齐总心满意足地笑了,他才不在意顾欣媛心里浩天的分量,毕竟在他心里,顾欣媛也只是一位还未尝到鲜的美人,比起他的宏图大业,美人又算得上什么。“放心吧,他一个年轻人,就算拓展市场的事情出了差错,也没有人会怪罪他。顶多就是少受些重视罢了。他这些年各方面都拔尖拔惯了,也该走下神坛感受下人间烟火了。你这不是在害他,是在帮他。说吧,想让我怎么帮你啊?”
“浩天和林依凡有复合的苗头,可我什么都做不了,我如果对付林依凡,只会将浩天推得更远。我……不知道该怎么做,您说过会帮我对付林依凡的,现在我急需您的帮助。”
齐总见她愁苦的样子就有些想笑。他早过了这样的年纪,根本无法体会对一个人死心塌地的喜欢是怎样的感觉,更不懂得这样一位美人为何如此想不开,非要一棵树上吊死,于是,笑了笑,打趣道:“比郑浩天优秀的人多得是,你何必执着在他身上。对你感兴趣的人也多得是,只要你抬头看看,眼前就有一个啊。”

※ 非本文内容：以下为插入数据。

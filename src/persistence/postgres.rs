//! PostgreSQL implementation of the quest store.

use async_trait::async_trait;
use chrono::{DateTime, Utc};
use sqlx::PgPool;
use sqlx::postgres::PgPoolOptions;

use super::QuestStore;
use super::models::{CacheRow, QuestRow, SubmissionRow, TaskRow, UserRow};
use crate::config::QuestConfig;
use crate::domain::{
    CacheEntry, CacheKey, LevelPolicy, Quest, QuestId, Settlement, Submission, SubmissionDraft,
    SubmissionStatus, Task, TaskId, User, UserId, WalletAddress,
};
use crate::error::QuestError;

/// PostgreSQL-backed store using `sqlx::PgPool`.
///
/// All mutations of the submission ledger and XP counters go through
/// [`QuestStore::settle_verification`], which runs in a single
/// transaction; XP credits are routed through the `increment_user_xp`
/// stored procedure.
#[derive(Debug, Clone)]
pub struct PostgresStore {
    pool: PgPool,
    level_policy: LevelPolicy,
}

impl PostgresStore {
    /// Creates a store with an existing connection pool.
    #[must_use]
    pub fn new(pool: PgPool, level_policy: LevelPolicy) -> Self {
        Self { pool, level_policy }
    }

    /// Connects to the database named in the configuration and applies
    /// pending migrations.
    ///
    /// # Errors
    ///
    /// Returns [`QuestError::Persistence`] when the pool cannot be built
    /// or a migration fails.
    pub async fn connect(config: &QuestConfig) -> Result<Self, QuestError> {
        let pool = PgPoolOptions::new()
            .max_connections(config.database_max_connections)
            .min_connections(config.database_min_connections)
            .acquire_timeout(std::time::Duration::from_secs(
                config.database_connect_timeout_secs,
            ))
            .connect(&config.database_url)
            .await
            .map_err(|e| QuestError::Persistence(format!("database connect failed: {e}")))?;

        sqlx::migrate!("./migrations")
            .run(&pool)
            .await
            .map_err(|e| QuestError::Persistence(format!("migration failed: {e}")))?;

        Ok(Self::new(pool, LevelPolicy::new(config.xp_per_level)))
    }
}

const USER_COLUMNS: &str = "id, wallet_address, email, username, total_xp, level, \
                            completed_quests, created_at, updated_at";
const TASK_COLUMNS: &str = "id, quest_id, title, task_type, xp_reward, order_index, \
                            social_platform, social_action, social_url, social_username, \
                            social_post_id, learn_questions, learn_passing_score, \
                            created_at, updated_at";
const QUEST_COLUMNS: &str = "id, project, title, description, total_xp, status, image_url, \
                             created_at, updated_at";
const SUBMISSION_COLUMNS: &str = "id, user_id, task_id, quest_id, status, submission_data, \
                                  verification_data, xp_earned, submitted_at, verified_at";

#[async_trait]
impl QuestStore for PostgresStore {
    async fn find_user_by_wallet(
        &self,
        wallet: &WalletAddress,
    ) -> Result<Option<User>, QuestError> {
        let row = sqlx::query_as::<_, UserRow>(&format!(
            "SELECT {USER_COLUMNS} FROM users WHERE wallet_address = $1"
        ))
        .bind(wallet.as_str())
        .fetch_optional(&self.pool)
        .await
        .map_err(|e| QuestError::Persistence(e.to_string()))?;

        Ok(row.map(User::from))
    }

    async fn upsert_user_by_wallet(&self, wallet: &WalletAddress) -> Result<User, QuestError> {
        // Defaults (XP 0, level 1, generated username) come from the
        // domain constructor; a conflicting insert returns the existing
        // row untouched apart from updated_at.
        let template = User::new_for_wallet(wallet.clone(), Utc::now());
        let row = sqlx::query_as::<_, UserRow>(&format!(
            "INSERT INTO users (wallet_address, username) VALUES ($1, $2) \
             ON CONFLICT (wallet_address) DO UPDATE SET updated_at = now() \
             RETURNING {USER_COLUMNS}"
        ))
        .bind(wallet.as_str())
        .bind(template.username)
        .fetch_one(&self.pool)
        .await
        .map_err(|e| QuestError::Persistence(e.to_string()))?;

        Ok(User::from(row))
    }

    async fn get_user(&self, id: UserId) -> Result<Option<User>, QuestError> {
        let row = sqlx::query_as::<_, UserRow>(&format!(
            "SELECT {USER_COLUMNS} FROM users WHERE id = $1"
        ))
        .bind(id.as_uuid())
        .fetch_optional(&self.pool)
        .await
        .map_err(|e| QuestError::Persistence(e.to_string()))?;

        Ok(row.map(User::from))
    }

    async fn list_active_quests(&self) -> Result<Vec<Quest>, QuestError> {
        let rows = sqlx::query_as::<_, QuestRow>(&format!(
            "SELECT {QUEST_COLUMNS} FROM quests WHERE status = 'active' ORDER BY created_at DESC"
        ))
        .fetch_all(&self.pool)
        .await
        .map_err(|e| QuestError::Persistence(e.to_string()))?;

        Ok(rows.into_iter().map(Quest::from).collect())
    }

    async fn get_quest(&self, id: QuestId) -> Result<Option<Quest>, QuestError> {
        let row = sqlx::query_as::<_, QuestRow>(&format!(
            "SELECT {QUEST_COLUMNS} FROM quests WHERE id = $1"
        ))
        .bind(id.as_uuid())
        .fetch_optional(&self.pool)
        .await
        .map_err(|e| QuestError::Persistence(e.to_string()))?;

        Ok(row.map(Quest::from))
    }

    async fn list_quest_tasks(&self, quest_id: QuestId) -> Result<Vec<Task>, QuestError> {
        let rows = sqlx::query_as::<_, TaskRow>(&format!(
            "SELECT {TASK_COLUMNS} FROM tasks WHERE quest_id = $1 ORDER BY order_index ASC"
        ))
        .bind(quest_id.as_uuid())
        .fetch_all(&self.pool)
        .await
        .map_err(|e| QuestError::Persistence(e.to_string()))?;

        rows.into_iter().map(Task::try_from).collect()
    }

    async fn get_task(&self, id: TaskId) -> Result<Option<Task>, QuestError> {
        let row = sqlx::query_as::<_, TaskRow>(&format!(
            "SELECT {TASK_COLUMNS} FROM tasks WHERE id = $1"
        ))
        .bind(id.as_uuid())
        .fetch_optional(&self.pool)
        .await
        .map_err(|e| QuestError::Persistence(e.to_string()))?;

        row.map(Task::try_from).transpose()
    }

    async fn get_submission(
        &self,
        user_id: UserId,
        task_id: TaskId,
    ) -> Result<Option<Submission>, QuestError> {
        let row = sqlx::query_as::<_, SubmissionRow>(&format!(
            "SELECT {SUBMISSION_COLUMNS} FROM user_task_submissions \
             WHERE user_id = $1 AND task_id = $2"
        ))
        .bind(user_id.as_uuid())
        .bind(task_id.as_uuid())
        .fetch_optional(&self.pool)
        .await
        .map_err(|e| QuestError::Persistence(e.to_string()))?;

        row.map(Submission::try_from).transpose()
    }

    async fn settle_verification(
        &self,
        user: &User,
        task: &Task,
        draft: SubmissionDraft,
    ) -> Result<Settlement, QuestError> {
        let mut tx = self
            .pool
            .begin()
            .await
            .map_err(|e| QuestError::Persistence(e.to_string()))?;

        // Serialize settlements of the same (user, task) pair. A row
        // lock cannot do this for two concurrent first-time settlements,
        // since neither finds a row to lock and both would read
        // prior_status = None. The transaction-scoped advisory lock makes
        // the later transaction wait, then read the committed status.
        sqlx::query("SELECT pg_advisory_xact_lock(hashtextextended($1 || ':' || $2, 0))")
            .bind(user.id.to_string())
            .bind(task.id.to_string())
            .execute(&mut *tx)
            .await
            .map_err(|e| QuestError::Persistence(e.to_string()))?;

        let prior_status: Option<String> = sqlx::query_scalar(
            "SELECT status FROM user_task_submissions WHERE user_id = $1 AND task_id = $2",
        )
        .bind(user.id.as_uuid())
        .bind(task.id.as_uuid())
        .fetch_optional(&mut *tx)
        .await
        .map_err(|e| QuestError::Persistence(e.to_string()))?;

        let row = sqlx::query_as::<_, SubmissionRow>(&format!(
            "INSERT INTO user_task_submissions \
             (user_id, task_id, quest_id, status, submission_data, verification_data, \
              xp_earned, submitted_at, verified_at) \
             VALUES ($1, $2, $3, $4, $5, $6, $7, now(), $8) \
             ON CONFLICT (user_id, task_id) DO UPDATE SET \
               status = EXCLUDED.status, \
               submission_data = EXCLUDED.submission_data, \
               verification_data = EXCLUDED.verification_data, \
               xp_earned = EXCLUDED.xp_earned, \
               submitted_at = now(), \
               verified_at = EXCLUDED.verified_at \
             RETURNING {SUBMISSION_COLUMNS}"
        ))
        .bind(user.id.as_uuid())
        .bind(task.id.as_uuid())
        .bind(task.quest_id.as_uuid())
        .bind(draft.status.as_str())
        .bind(&draft.submission_data)
        .bind(&draft.verification_data)
        .bind(i32::try_from(draft.xp_earned).unwrap_or(i32::MAX))
        .bind(draft.verified_at)
        .fetch_one(&mut *tx)
        .await
        .map_err(|e| QuestError::Persistence(e.to_string()))?;

        let first_transition = draft.status == SubmissionStatus::Verified
            && prior_status.as_deref() != Some(SubmissionStatus::Verified.as_str());

        let credit_wallet = if first_transition && draft.xp_earned > 0 {
            user.wallet_address.as_ref()
        } else {
            None
        };

        let mut xp_credited = 0;
        let (total_xp, level) = if let Some(wallet) = credit_wallet {
            // XP credits go through the stored procedure, never a direct
            // column update. Level is recomputed from the returned total
            // by the explicit policy.
            let new_total: Option<i64> = sqlx::query_scalar("SELECT increment_user_xp($1, $2)")
                .bind(wallet.as_str())
                .bind(i32::try_from(draft.xp_earned).unwrap_or(i32::MAX))
                .fetch_one(&mut *tx)
                .await
                .map_err(|e| QuestError::Persistence(e.to_string()))?;
            let new_total = new_total.ok_or_else(|| {
                QuestError::Persistence(format!("xp credit matched no user for wallet {wallet}"))
            })?;

            let total = u64::try_from(new_total).unwrap_or(0);
            let level = self.level_policy.level_for(total);
            sqlx::query("UPDATE users SET level = $2, updated_at = now() WHERE id = $1")
                .bind(user.id.as_uuid())
                .bind(i32::try_from(level).unwrap_or(i32::MAX))
                .execute(&mut *tx)
                .await
                .map_err(|e| QuestError::Persistence(e.to_string()))?;

            xp_credited = draft.xp_earned;
            (total, level)
        } else {
            let (total, level): (i64, i32) =
                sqlx::query_as("SELECT total_xp, level FROM users WHERE id = $1")
                    .bind(user.id.as_uuid())
                    .fetch_one(&mut *tx)
                    .await
                    .map_err(|e| QuestError::Persistence(e.to_string()))?;
            (
                u64::try_from(total).unwrap_or(0),
                u32::try_from(level).unwrap_or(1),
            )
        };

        // A first verified transition may have completed the quest.
        let mut quest_completed = false;
        if first_transition {
            let (task_count, verified_count): (i64, i64) = sqlx::query_as(
                "SELECT \
                   (SELECT count(*) FROM tasks WHERE quest_id = $2), \
                   (SELECT count(*) FROM user_task_submissions \
                     WHERE user_id = $1 AND quest_id = $2 AND status = 'verified')",
            )
            .bind(user.id.as_uuid())
            .bind(task.quest_id.as_uuid())
            .fetch_one(&mut *tx)
            .await
            .map_err(|e| QuestError::Persistence(e.to_string()))?;

            if task_count > 0 && verified_count == task_count {
                sqlx::query(
                    "UPDATE users SET completed_quests = completed_quests + 1, \
                     updated_at = now() WHERE id = $1",
                )
                .bind(user.id.as_uuid())
                .execute(&mut *tx)
                .await
                .map_err(|e| QuestError::Persistence(e.to_string()))?;
                quest_completed = true;
            }
        }

        tx.commit()
            .await
            .map_err(|e| QuestError::Persistence(e.to_string()))?;

        Ok(Settlement {
            submission: Submission::try_from(row)?,
            xp_credited,
            total_xp,
            level,
            quest_completed,
        })
    }

    async fn cache_lookup(
        &self,
        user_id: UserId,
        key: &CacheKey,
        now: DateTime<Utc>,
    ) -> Result<Option<CacheEntry>, QuestError> {
        // Expiry is enforced on read; stale rows stay until overwritten.
        let row = sqlx::query_as::<_, CacheRow>(
            "SELECT verified, verification_data, expires_at FROM social_verification_cache \
             WHERE user_id = $1 AND platform = $2 AND action = $3 AND target_id = $4 \
               AND expires_at > $5",
        )
        .bind(user_id.as_uuid())
        .bind(key.platform.as_str())
        .bind(key.action.as_str())
        .bind(&key.target_id)
        .bind(now)
        .fetch_optional(&self.pool)
        .await
        .map_err(|e| QuestError::Persistence(e.to_string()))?;

        Ok(row.map(|r| CacheEntry {
            verified: r.verified,
            verification_data: r.verification_data,
            expires_at: r.expires_at,
        }))
    }

    async fn cache_store(
        &self,
        user_id: UserId,
        key: &CacheKey,
        entry: &CacheEntry,
    ) -> Result<(), QuestError> {
        sqlx::query(
            "INSERT INTO social_verification_cache \
             (user_id, platform, action, target_id, verified, verification_data, expires_at) \
             VALUES ($1, $2, $3, $4, $5, $6, $7) \
             ON CONFLICT (user_id, platform, action, target_id) DO UPDATE SET \
               verified = EXCLUDED.verified, \
               verification_data = EXCLUDED.verification_data, \
               expires_at = EXCLUDED.expires_at",
        )
        .bind(user_id.as_uuid())
        .bind(key.platform.as_str())
        .bind(key.action.as_str())
        .bind(&key.target_id)
        .bind(entry.verified)
        .bind(&entry.verification_data)
        .bind(entry.expires_at)
        .execute(&self.pool)
        .await
        .map_err(|e| QuestError::Persistence(e.to_string()))?;

        Ok(())
    }
}
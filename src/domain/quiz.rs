//! Quiz configuration parsing and grading.
//!
//! Quiz tasks store their correct answers in the task's
//! `learn_questions` JSON column. A quiz with a null or missing
//! correct-answer configuration is an invalid task and is rejected
//! rather than silently treated as always-correct.

use serde_json::Value;

use super::task::Task;
use crate::error::QuestError;

/// Default passing score (percent) when the task does not set one.
pub const DEFAULT_PASSING_SCORE: u32 = 80;

/// Parsed quiz configuration for one task.
#[derive(Debug, Clone, PartialEq, Eq)]
pub struct QuizSpec {
    /// Correct answer indices. One element for single-select.
    pub correct_answers: Vec<usize>,
    /// Whether more than one answer must be selected.
    pub multi_select: bool,
    /// Minimum score (percent) required to pass.
    pub passing_score: u32,
}

/// Outcome of grading one submitted answer set.
#[derive(Debug, Clone, Copy, PartialEq, Eq)]
pub struct QuizGrade {
    /// Whether the submission meets the passing score.
    pub passed: bool,
    /// Score in percent (all-or-nothing per question set).
    pub score: u32,
}

impl QuizSpec {
    /// Extracts the quiz configuration from a task's `learn_questions`
    /// column.
    ///
    /// Accepts either the current shape
    /// `{"correctAnswers": [0, 2], "multiSelect": true}` or the legacy
    /// single-answer shape `{"correctAnswer": 1}`.
    ///
    /// # Errors
    ///
    /// Returns [`QuestError::InvalidTaskConfig`] when the column is null,
    /// not an object, or names no correct answer.
    pub fn from_task(task: &Task) -> Result<Self, QuestError> {
        let config = task
            .learn_questions
            .as_ref()
            .filter(|v| !v.is_null())
            .ok_or_else(|| {
                QuestError::InvalidTaskConfig(format!(
                    "quiz task {} has no correct-answer configuration",
                    task.id
                ))
            })?;

        let passing_score = task.learn_passing_score.unwrap_or(DEFAULT_PASSING_SCORE);

        let correct_answers: Vec<usize> =
            if let Some(list) = config.get("correctAnswers").and_then(Value::as_array) {
                list.iter()
                    .map(|v| v.as_u64().map(|n| n as usize))
                    .collect::<Option<Vec<_>>>()
                    .ok_or_else(|| {
                        QuestError::InvalidTaskConfig(format!(
                            "quiz task {} has non-integer correct answers",
                            task.id
                        ))
                    })?
            } else if let Some(single) = config.get("correctAnswer").and_then(Value::as_u64) {
                vec![single as usize]
            } else {
                return Err(QuestError::InvalidTaskConfig(format!(
                    "quiz task {} names no correct answer",
                    task.id
                )));
            };

        if correct_answers.is_empty() {
            return Err(QuestError::InvalidTaskConfig(format!(
                "quiz task {} has an empty correct-answer list",
                task.id
            )));
        }

        let multi_select = config
            .get("multiSelect")
            .and_then(Value::as_bool)
            .unwrap_or(correct_answers.len() > 1);

        Ok(Self {
            correct_answers,
            multi_select,
            passing_score,
        })
    }

    /// Grades a submitted answer set.
    ///
    /// Single-select: exactly one answer matching the configured one.
    /// Multi-select: the submitted set must equal the configured set,
    /// order-independent, with no extras and no omissions.
    #[must_use]
    pub fn grade(&self, answers: &[usize]) -> QuizGrade {
        let correct = if self.multi_select {
            let mut submitted: Vec<usize> = answers.to_vec();
            let mut expected = self.correct_answers.clone();
            submitted.sort_unstable();
            submitted.dedup();
            expected.sort_unstable();
            expected.dedup();
            submitted == expected
        } else {
            answers.len() == 1 && answers.first() == self.correct_answers.first()
        };

        let score = if correct { 100 } else { 0 };
        QuizGrade {
            passed: score >= self.passing_score,
            score,
        }
    }
}

#[cfg(test)]
#[allow(clippy::panic)]
mod tests {
    use chrono::Utc;

    use super::*;
    use crate::domain::ids::{QuestId, TaskId};
    use crate::domain::task::TaskKind;

    fn quiz_task(config: Option<serde_json::Value>) -> Task {
        Task {
            id: TaskId::new(),
            quest_id: QuestId::new(),
            title: "Protocol quiz".to_string(),
            kind: TaskKind::Learn,
            xp_reward: 100,
            order_index: 0,
            social_platform: None,
            social_action: None,
            social_url: None,
            social_username: None,
            social_post_id: None,
            learn_questions: config,
            learn_passing_score: None,
            created_at: Utc::now(),
            updated_at: Utc::now(),
        }
    }

    #[test]
    fn single_select_grading() {
        let task = quiz_task(Some(serde_json::json!({ "correctAnswers": [1] })));
        let Ok(spec) = QuizSpec::from_task(&task) else {
            panic!("valid config");
        };
        assert!(spec.grade(&[1]).passed);
        assert!(!spec.grade(&[0]).passed);
        assert!(!spec.grade(&[1, 2]).passed);
        assert!(!spec.grade(&[]).passed);
    }

    #[test]
    fn multi_select_is_order_independent_set_equality() {
        let task = quiz_task(Some(
            serde_json::json!({ "correctAnswers": [0, 2], "multiSelect": true }),
        ));
        let Ok(spec) = QuizSpec::from_task(&task) else {
            panic!("valid config");
        };
        assert!(spec.grade(&[0, 2]).passed);
        assert!(spec.grade(&[2, 0]).passed);
        assert!(!spec.grade(&[0]).passed);
        assert!(!spec.grade(&[0, 1, 2]).passed);
    }

    #[test]
    fn legacy_single_answer_shape() {
        let task = quiz_task(Some(serde_json::json!({ "correctAnswer": 3 })));
        let Ok(spec) = QuizSpec::from_task(&task) else {
            panic!("valid config");
        };
        assert_eq!(spec.correct_answers, vec![3]);
        assert!(!spec.multi_select);
        assert!(spec.grade(&[3]).passed);
    }

    #[test]
    fn null_config_is_rejected_not_auto_correct() {
        for config in [None, Some(serde_json::Value::Null)] {
            let task = quiz_task(config);
            let result = QuizSpec::from_task(&task);
            assert!(matches!(result, Err(QuestError::InvalidTaskConfig(_))));
        }
    }

    #[test]
    fn empty_answer_list_is_rejected() {
        let task = quiz_task(Some(serde_json::json!({ "correctAnswers": [] })));
        assert!(QuizSpec::from_task(&task).is_err());
    }

    #[test]
    fn grade_respects_passing_score() {
        let mut task = quiz_task(Some(serde_json::json!({ "correctAnswers": [1] })));
        task.learn_passing_score = Some(100);
        let Ok(spec) = QuizSpec::from_task(&task) else {
            panic!("valid config");
        };
        let grade = spec.grade(&[1]);
        assert!(grade.passed);
        assert_eq!(grade.score, 100);
    }
}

顾欣媛见他将话挑明,一时茫然无措,犹豫再三说道:“我只要他。请您帮我想想办法。”
齐总见她心意坚定,也不便趁虚而入,谈不了感情便专心做好生意吧!既然顾欣媛帮得上他,他就理应替她处理好这件小事,“这事情倒也不难。你对付林依凡他自然恼怒你。要是林依凡对付你,那就正好相反了。”
顾欣媛当局者迷,从未想到这个方向,听得此言如获至宝,急切问道:“怎么让她对付我?”
齐总耸了耸肩道:“你这么精明的女人,这种事情还要我来教?你让自己处境可怜些,让林依凡显得咄咄逼人些,还怕郑浩天不顾此失彼吗?”他说着又笑得更嚣张了些,“如果需要人,我可以让司机小刘配合你一下……你还记得咱们远达公司那位因流言上位的董秘书吧?”说着,他颇有深意的笑了笑。
顾欣媛眯着眼睛反复想着他说的话,深吸一口气,用力的点了点头,“我明白了。不过我不止要林依凡咄咄逼人,还想让她有口难辩,不知道齐总能不能帮人帮到底,让她成为流言的传播者。”
齐总摆出一副这有何难的表情,笑道:“她与你本就心存芥蒂,见到你的丑事,自然要一吐为快。放心吧,这件事情,你只需要扮演好受害者,其他的不需要你考虑。事成之后记得你答应我的就是了。”
顾欣媛轻轻点了点头,眼眸中闪烁着冷艳诡谲的光。
郑浩天和杨建宏在屋里研究着德国新市场开发的相关事项,正聊到关键处,忽听见敲门声,两人对视后,郑浩天说了声‘请进。’
齐总迈着稳健的步子走了进来,眼含笑意的坐在沙发上,语气略带责备又像是在开玩笑,“我以为郑总最近都在忙德国的事情,怎么有心情开起我的玩笑了,前天十万火急的请我过来,竟只是为了澳林公司调查的一个不起眼的线索……”
郑浩天想到那日为了帮依凡圆谎,不得不真的把齐总请来,就忍不住笑,轻松回应道:“齐总负责调查这件事情,我有了线索当然要向您汇报啊。”
齐总并不准备同他大聊特聊,他时刻牢记着自己的任务,话锋一转道:“那既然说到调查的事情,我还真有一些小事要请教郑总,不如我们还是去四楼谈吧。”